If you have a choice pick Negotiate/Kerberos. But there is still
software out there that only supports NTLM so that will determine
whether or not you can do entirely without it. Some such as IE will try
to use Negotiate/NTLM which requires the negotiate_wrapper helper to be
used by Squid.

The Squid helpers tools:

* The negotiate_wrapper tool provided by Squid supports splitting
Negotiate auth traffic between a pair of NTLM-only and Kerberos-only
helpers. It does not do any auth itself but maintains the stateful
session links between client and sub-helper.

* The ntlm_auth / ntlm_smb_lm_auth provided by Squid only does old LM
mechanisms and NTLMv1 would "work" because it allowed automatic
down-grade of the security level to one of those broken (8-bit
security!) mechanisms. We prefer people *not* use these anymore since
the old mechanisms are highly dangerous nowdays and can literally be
broken in real-time.

* The ntlm_auth tool provided by Samba supports proper NTLMv1, NTLMv2
and maybe Kerberos. It also seems to prefer upgrading clients to using
NTLMv2 security extensions when possible.
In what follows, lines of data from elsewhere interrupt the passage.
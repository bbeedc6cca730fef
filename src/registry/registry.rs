// src/registry/registry.rs
use super::record::{Candidate, ServiceRecord};
use chrono::{DateTime, Utc};
use std::collections::HashMap;
use std::sync::{Mutex, MutexGuard, PoisonError};
use std::time::Duration;
use tracing::{debug, info, warn};

/// Authoritative set of known backends, keyed by discovery id.
///
/// Every operation is one short critical section under a single mutex; callers
/// get owned copies back so no lock is held across their I/O.
#[derive(Debug, Default)]
pub struct ServiceRegistry {
    records: Mutex<HashMap<String, ServiceRecord>>,
}

impl ServiceRegistry {
    pub fn new() -> Self {
        Self::default()
    }

    // Each critical section leaves the map consistent, so a poisoned lock is still usable.
    fn lock(&self) -> MutexGuard<'_, HashMap<String, ServiceRecord>> {
        self.records.lock().unwrap_or_else(PoisonError::into_inner)
    }

    /// Insert a newly seen service (unhealthy) or refresh a known one. Health is
    /// never touched here. Returns `true` when the id was new.
    pub fn upsert(&self, candidate: Candidate, seen_at: DateTime<Utc>) -> bool {
        let mut records = self.lock();

        match records.get_mut(&candidate.id) {
            Some(existing) => {
                if existing.address != candidate.address || existing.port != candidate.port {
                    info!(
                        "Service {} moved from {} to {}:{}",
                        existing.id,
                        existing.url(),
                        candidate.address,
                        candidate.port
                    );
                    existing.address = candidate.address;
                    existing.port = candidate.port;
                }
                existing.priority = candidate.priority;
                if seen_at > existing.last_seen {
                    existing.last_seen = seen_at;
                }
                false
            }
            None => {
                let record = ServiceRecord::discovered(candidate, seen_at);
                info!(
                    "Found service: {} at {} (priority {})",
                    record.id,
                    record.url(),
                    record.priority
                );
                records.insert(record.id.clone(), record);
                true
            }
        }
    }

    /// Remove every record whose age exceeds `ttl`. Returns the removed ids.
    pub fn evict_stale(&self, now: DateTime<Utc>, ttl: Duration) -> Vec<String> {
        let mut records = self.lock();

        let stale: Vec<String> = records
            .values()
            .filter(|record| record.age(now).to_std().map_or(false, |age| age > ttl))
            .map(|record| record.id.clone())
            .collect();

        for id in &stale {
            records.remove(id);
            info!("Removing stale service: {}", id);
        }

        stale
    }

    /// Record a health probe result. Returns `true` only when the flag changed.
    pub fn set_health(&self, id: &str, healthy: bool) -> bool {
        let mut records = self.lock();

        let Some(record) = records.get_mut(id) else {
            debug!("Health result for unknown service {} dropped", id);
            return false;
        };

        if record.healthy == healthy {
            return false;
        }

        record.healthy = healthy;
        if healthy {
            info!("Service {} is now healthy", id);
        } else {
            warn!("Service {} is now unhealthy", id);
        }
        true
    }

    pub fn get(&self, id: &str) -> Option<ServiceRecord> {
        self.lock().get(id).cloned()
    }

    /// Copy of every record, healthy or not, ordered by id.
    pub fn snapshot(&self) -> Vec<ServiceRecord> {
        let mut all: Vec<ServiceRecord> = self.lock().values().cloned().collect();
        all.sort_by(|a, b| a.id.cmp(&b.id));
        all
    }

    /// Healthy records by ascending priority; equal priorities order by id.
    pub fn list_healthy(&self) -> Vec<ServiceRecord> {
        let mut healthy: Vec<ServiceRecord> = self
            .lock()
            .values()
            .filter(|record| record.healthy)
            .cloned()
            .collect();
        healthy.sort_by(|a, b| a.priority.cmp(&b.priority).then_with(|| a.id.cmp(&b.id)));
        healthy
    }

    pub fn len(&self) -> usize {
        self.lock().len()
    }

    pub fn is_empty(&self) -> bool {
        self.lock().is_empty()
    }
}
The Samba developers have a
focus on MS software systems and interoperating with them so their tool
is prefered by most for use with ActiveDirectory, and will often have
the best compatibility with newer MS changes to AD.

* The negotiate_kerberos_auth helper provided by Squid only supports
Kerberos. It seems to be best for dealing with Kerberos authentication
in non-AD systems as it is built using the same public libraries for
Kerberos that such systems are themselves usually built against (almost
guaranteed compatibility).

Hope this clarifies everything for you.